入座之後,沈師爺左右看了無人,這才壓低聲音道:“小友,你托我幫的事,有些眉目了。”

林延潮聽了手裏不停,一面給沈師爺沏茶,一面問道:“真是有勞,沈師爺了,不知張師爺是怎麽說的?”

沈師爺呷了口茶,好整以暇地道:“張師爺讓我與你說,府台老爺是有恩必報的人,去年你幫他的忙可是一直記在心底。可是今年府取與往年不同啊!”

林延潮知道此事要那麽輕輕松松答應下來,這才奇怪了。

林延潮問道:“張師爺透了什麽風聲嗎?”

沈師爺道:“你也知道,大三關中,鄉試最難,而小三關裏,府試最難取中。府試是三年兩試,去年歇了一年,以致今年考生比前年多了不少,若是放在明年倒是好辦一些。另外你也知道,陳知府身為一省府台,方方面面也需顧慮周全,府裏累世簪纓,科舉世家也是不少,幾千個人都盯著那五十名試額,僧多粥少啊。特別是今年府試之後,還要出題名錄。”

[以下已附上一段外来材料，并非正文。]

//! Owned mesh and grid transfer objects.
//!
//! The kernel cannot pre-announce result sizes, so every mesh/grid-returning
//! operation is split in two: a dimension query yielding only counts, then a
//! data fetch into caller-allocated arrays of exactly those lengths. The
//! buffer guards here own the transient foreign arrays for the duration of
//! one operation and copy them into the owned types before release.

use meshkernel_sys::{CurvilinearGridNative, Mesh2dNative};
use serde::{Deserialize, Serialize};

use crate::error::{KernelError, Result};
use crate::scoped::ScopedBuffer;

/// Scalar result of a mesh dimension query.
#[derive(Debug, Clone, Copy, PartialEq, Eq, Default, Serialize, Deserialize)]
pub struct Mesh2dDimensions {
    pub node_count: usize,
    pub edge_count: usize,
    pub face_count: usize,
    /// Total number of face-node links across all faces.
    pub face_node_count: usize,
}

/// An unstructured 2D mesh: node coordinates, an edge table, and an optional
/// variable-length face table.
#[derive(Debug, Clone, PartialEq, Default, Serialize, Deserialize)]
pub struct Mesh2d {
    pub node_x: Vec<f64>,
    pub node_y: Vec<f64>,
    /// Node index pairs, two entries per edge.
    pub edge_nodes: Vec<i32>,
    /// Node indices of all faces, concatenated.
    pub face_nodes: Vec<i32>,
    /// Number of nodes of each face, indexing runs of `face_nodes`.
    pub nodes_per_face: Vec<i32>,
}

impl Mesh2d {
    /// Empty mesh.
    #[must_use]
    pub fn new() -> Self {
        Self::default()
    }

    /// Number of nodes.
    #[must_use]
    pub fn node_count(&self) -> usize {
        self.node_x.len()
    }

    /// Number of edges.
    #[must_use]
    pub fn edge_count(&self) -> usize {
        self.edge_nodes.len() / 2
    }

    /// Number of faces.
    #[must_use]
    pub fn face_count(&self) -> usize {
        self.nodes_per_face.len()
    }

    /// Whether the mesh has no nodes.
    #[must_use]
    pub fn is_empty(&self) -> bool {
        self.node_x.is_empty()
    }

    /// The node index pair of edge `index`.
    #[must_use]
    pub fn edge(&self, index: usize) -> Option<(i32, i32)> {
        let pair = self.edge_nodes.get(2 * index..2 * index + 2)?;
        Some((pair[0], pair[1]))
    }

    /// The counts this mesh would report from a dimension query.
    #[must_use]
    pub fn dimensions(&self) -> Mesh2dDimensions {
        Mesh2dDimensions {
            node_count: self.node_count(),
            edge_count: self.edge_count(),
            face_count: self.face_count(),
            face_node_count: self.face_nodes.len(),
        }
    }

    /// Check the structural invariants: equal coordinate channels, a
    /// well-formed edge table referencing valid nodes, and a face table
    /// whose run lengths add up.
    pub fn validate(&self) -> Result<()> {
        if self.node_x.len() != self.node_y.len() {
            return Err(KernelError::invalid_input(
                "mesh",
                format!(
                    "node channel lengths differ: x={}, y={}",
                    self.node_x.len(),
                    self.node_y.len()
                ),
            ));
        }
        if self.edge_nodes.len() % 2 != 0 {
            return Err(KernelError::invalid_input(
                "mesh",
                format!("edge table holds {} entries, not pairs", self.edge_nodes.len()),
            ));
        }
        let node_count = self.node_count() as i32;
        if let Some(&bad) = self
            .edge_nodes
            .iter()
            .find(|&&n| n < 0 || n >= node_count)
        {
            return Err(KernelError::invalid_input(
                "mesh",
                format!("edge references node {bad} outside 0..{node_count}"),
            ));
        }
        let face_links: i64 = self.nodes_per_face.iter().map(|&n| i64::from(n)).sum();
        if face_links != self.face_nodes.len() as i64 {
            return Err(KernelError::invalid_input(
                "mesh",
                format!(
                    "face table declares {face_links} links but holds {}",
                    self.face_nodes.len()
                ),
            ));
        }
        if let Some(&bad) = self
            .face_nodes
            .iter()
            .find(|&&n| n < 0 || n >= node_count)
        {
            return Err(KernelError::invalid_input(
                "mesh",
                format!("face references node {bad} outside 0..{node_count}"),
            ));
        }
        Ok(())
    }
}

/// Scalar result of a curvilinear dimension query.
#[derive(Debug, Clone, Copy, PartialEq, Eq, Default, Serialize, Deserialize)]
pub struct CurvilinearDimensions {
    pub rows: usize,
    pub columns: usize,
}

impl CurvilinearDimensions {
    /// Total node count, `rows * columns`.
    #[must_use]
    pub fn node_count(&self) -> usize {
        self.rows * self.columns
    }
}

/// A structured grid with nodes addressed by (row, column).
#[derive(Debug, Clone, PartialEq, Default, Serialize, Deserialize)]
pub struct CurvilinearGrid {
    pub node_x: Vec<f64>,
    pub node_y: Vec<f64>,
    pub rows: usize,
    pub columns: usize,
}

impl CurvilinearGrid {
    /// Number of nodes.
    #[must_use]
    pub fn node_count(&self) -> usize {
        self.node_x.len()
    }

    /// Number of edges of the structured connectivity.
    #[must_use]
    pub fn edge_count(&self) -> usize {
        if self.rows == 0 || self.columns == 0 {
            return 0;
        }
        self.columns * (self.rows - 1) + self.rows * (self.columns - 1)
    }

    /// Coordinates of the node at (row, column), row-major.
    #[must_use]
    pub fn node(&self, row: usize, column: usize) -> Option<(f64, f64)> {
        if row >= self.rows || column >= self.columns {
            return None;
        }
        let i = row * self.columns + column;
        Some((self.node_x[i], self.node_y[i]))
    }

    /// Check that `rows * columns` matches the node arrays.
    pub fn validate(&self) -> Result<()> {
        if self.node_x.len() != self.node_y.len() {
            return Err(KernelError::invalid_input(
                "curvilinear grid",
                format!(
                    "node channel lengths differ: x={}, y={}",
                    self.node_x.len(),
                    self.node_y.len()
                ),
            ));
        }
        if self.rows * self.columns != self.node_x.len() {
            return Err(KernelError::invalid_input(
                "curvilinear grid",
                format!(
                    "{} rows x {} columns != {} nodes",
                    self.rows,
                    self.columns,
                    self.node_x.len()
                ),
            ));
        }
        Ok(())
    }
}

/// Foreign arrays of one mesh transfer, sized exactly to a dimension query.
#[derive(Debug)]
pub(crate) struct Mesh2dBuffers {
    node_x: ScopedBuffer<f64>,
    node_y: ScopedBuffer<f64>,
    edge_nodes: ScopedBuffer<i32>,
    face_nodes: ScopedBuffer<i32>,
    nodes_per_face: ScopedBuffer<i32>,
    native: Mesh2dNative,
}

impl Mesh2dBuffers {
    /// Buffers holding a copy of `mesh`, for the set operation.
    pub fn from_mesh(mesh: &Mesh2d) -> Result<Self> {
        Ok(Self::assemble(
            ScopedBuffer::from_slice(&mesh.node_x)?,
            ScopedBuffer::from_slice(&mesh.node_y)?,
            ScopedBuffer::from_slice(&mesh.edge_nodes)?,
            ScopedBuffer::from_slice(&mesh.face_nodes)?,
            ScopedBuffer::from_slice(&mesh.nodes_per_face)?,
            mesh.dimensions(),
        ))
    }

    /// Zero-filled buffers of exactly the queried lengths, for the fetch.
    pub fn sized(dims: Mesh2dDimensions) -> Result<Self> {
        Ok(Self::assemble(
            ScopedBuffer::zeroed(dims.node_count)?,
            ScopedBuffer::zeroed(dims.node_count)?,
            ScopedBuffer::zeroed(dims.edge_count * 2)?,
            ScopedBuffer::zeroed(dims.face_node_count)?,
            ScopedBuffer::zeroed(dims.face_count)?,
            dims,
        ))
    }

    fn assemble(
        mut node_x: ScopedBuffer<f64>,
        mut node_y: ScopedBuffer<f64>,
        mut edge_nodes: ScopedBuffer<i32>,
        mut face_nodes: ScopedBuffer<i32>,
        mut nodes_per_face: ScopedBuffer<i32>,
        dims: Mesh2dDimensions,
    ) -> Self {
        let native = Mesh2dNative {
            edge_nodes: edge_nodes.as_mut_ptr(),
            face_nodes: face_nodes.as_mut_ptr(),
            nodes_per_face: nodes_per_face.as_mut_ptr(),
            node_x: node_x.as_mut_ptr(),
            node_y: node_y.as_mut_ptr(),
            num_nodes: dims.node_count as i32,
            num_edges: dims.edge_count as i32,
            num_faces: dims.face_count as i32,
            num_face_nodes: dims.face_node_count as i32,
        };
        Self {
            node_x,
            node_y,
            edge_nodes,
            face_nodes,
            nodes_per_face,
            native,
        }
    }

    pub fn native_ptr(&self) -> *const Mesh2dNative {
        &self.native
    }

    pub fn native_mut_ptr(&mut self) -> *mut Mesh2dNative {
        &mut self.native
    }

    /// Copy the fetched arrays into an owned mesh.
    ///
    /// # Panics
    ///
    /// Panics if the kernel changed the counts between the dimension query
    /// and the fetch; the two-phase contract makes that a programming error,
    /// not a runtime condition.
    pub fn into_mesh(self, dims: Mesh2dDimensions) -> Mesh2d {
        assert_eq!(
            (
                self.native.num_nodes,
                self.native.num_edges,
                self.native.num_faces,
                self.native.num_face_nodes,
            ),
            (
                dims.node_count as i32,
                dims.edge_count as i32,
                dims.face_count as i32,
                dims.face_node_count as i32,
            ),
            "mesh counts changed between dimension query and data fetch"
        );
        Mesh2d {
            node_x: self.node_x.to_vec_truncated(dims.node_count),
            node_y: self.node_y.to_vec_truncated(dims.node_count),
            edge_nodes: self.edge_nodes.to_vec_truncated(dims.edge_count * 2),
            face_nodes: self.face_nodes.to_vec_truncated(dims.face_node_count),
            nodes_per_face: self.nodes_per_face.to_vec_truncated(dims.face_count),
        }
    }
}

/// Foreign arrays of one curvilinear transfer.
#[derive(Debug)]
pub(crate) struct CurvilinearBuffers {
    node_x: ScopedBuffer<f64>,
    node_y: ScopedBuffer<f64>,
    native: CurvilinearGridNative,
}

impl CurvilinearBuffers {
    /// Zero-filled buffers of exactly the queried node count.
    pub fn sized(dims: CurvilinearDimensions) -> Result<Self> {
        let mut node_x = ScopedBuffer::zeroed(dims.node_count())?;
        let mut node_y = ScopedBuffer::zeroed(dims.node_count())?;
        let native = CurvilinearGridNative {
            node_x: node_x.as_mut_ptr(),
            node_y: node_y.as_mut_ptr(),
            num_m: dims.columns as i32,
            num_n: dims.rows as i32,
        };
        Ok(Self {
            node_x,
            node_y,
            native,
        })
    }

    pub fn native_mut_ptr(&mut self) -> *mut CurvilinearGridNative {
        &mut self.native
    }

    /// Copy the fetched arrays into an owned grid.
    ///
    /// # Panics
    ///
    /// Panics if the kernel changed the dimensions between query and fetch.
    pub fn into_grid(self, dims: CurvilinearDimensions) -> CurvilinearGrid {
        assert_eq!(
            (self.native.num_n, self.native.num_m),
            (dims.rows as i32, dims.columns as i32),
            "grid dimensions changed between dimension query and data fetch"
        );
        CurvilinearGrid {
            node_x: self.node_x.to_vec_truncated(dims.node_count()),
            node_y: self.node_y.to_vec_truncated(dims.node_count()),
            rows: dims.rows,
            columns: dims.columns,
        }
    }
}

#[cfg(test)]
mod tests {
    use super::*;
    use pretty_assertions::assert_eq;

    fn triangle() -> Mesh2d {
        Mesh2d {
            node_x: vec![0.0, 1.0, 0.0],
            node_y: vec![0.0, 0.0, 1.0],
            edge_nodes: vec![0, 1, 1, 2, 2, 0],
            face_nodes: vec![0, 1, 2],
            nodes_per_face: vec![3],
        }
    }

    #[test]
    fn valid_mesh_passes_validation() {
        triangle().validate().unwrap();
    }

    #[test]
    fn edge_out_of_range_rejected() {
        let mut mesh = triangle();
        mesh.edge_nodes[3] = 9;
        assert!(matches!(
            mesh.validate(),
            Err(KernelError::InvalidInput { .. })
        ));
    }

    #[test]
    fn face_links_must_add_up() {
        let mut mesh = triangle();
        mesh.nodes_per_face = vec![4];
        assert!(matches!(
            mesh.validate(),
            Err(KernelError::InvalidInput { .. })
        ));
    }

    #[test]
    fn dimensions_reflect_tables() {
        let dims = triangle().dimensions();
        assert_eq!(
            dims,
            Mesh2dDimensions {
                node_count: 3,
                edge_count: 3,
                face_count: 1,
                face_node_count: 3,
            }
        );
    }

    #[test]
    fn buffers_round_trip_through_native_arrays() {
        let mesh = triangle();
        let buffers = Mesh2dBuffers::from_mesh(&mesh).unwrap();
        assert_eq!(buffers.into_mesh(mesh.dimensions()), mesh);
    }

    #[test]
    #[should_panic(expected = "between dimension query and data fetch")]
    fn fetch_length_mismatch_is_defensive() {
        let mesh = triangle();
        let buffers = Mesh2dBuffers::from_mesh(&mesh).unwrap();
        let wrong = Mesh2dDimensions {
            node_count: 2,
            ..mesh.dimensions()
        };
        let _ = buffers.into_mesh(wrong);
    }

    #[test]
    fn curvilinear_node_addressing() {
        let grid = CurvilinearGrid {
            node_x: vec![0.0, 1.0, 0.0, 1.0, 0.0, 1.0],
            node_y: vec![0.0, 0.0, 1.0, 1.0, 2.0, 2.0],
            rows: 3,
            columns: 2,
        };
        grid.validate().unwrap();
        assert_eq!(grid.node(2, 1), Some((1.0, 2.0)));
        assert_eq!(grid.node(3, 0), None);
        assert_eq!(grid.edge_count(), 2 * 2 + 3);
    }

    #[test]
    fn curvilinear_dimension_mismatch_rejected() {
        let grid = CurvilinearGrid {
            node_x: vec![0.0; 5],
            node_y: vec![0.0; 5],
            rows: 2,
            columns: 3,
        };
        assert!(matches!(
            grid.validate(),
            Err(KernelError::InvalidInput { .. })
        ));
    }
}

“題名錄?”林延潮訝然道:“那不是鄉試,會試才有的嗎?”

沈師爺搖了搖頭道:“有人說咱們是科舉強府,也當出一冊題名錄,到時中試童生的程墨,都會一覽無遺。若有些太差的文章,寫在題名錄上一看,恐怕會遭人非議,主考官背上罵名也是有的。你看那些沒有真才實學的人,就算過了府試,但還有院試一關。若是府試和院試,水平反差太大,也是不利於陳府台的清名啊。所以張師爺與我說,陳府台也有他的難處啊!”

林延潮點點頭道:“我明白,陳府台的意思,總之到時候是否要取中,仍是要看文章就是了。”

沈師爺道:“也不盡是如此,陳府台的意思,他還是會在彼此文章差不多下,多照看你一些,但是若差了太多,他也不會冒險將你取中,惹來旁人的非議。他還托張師爺帶話,說考生們都知他好四六駢文,若是你能寫一手好的四六駢文,也好多個取你的理由,但若平日寫得太差,現在練也來不及了,臨考的時候還是寫自己稱手的文章。至於考題什麽的,我看此人明哲保身,是不會透露的。”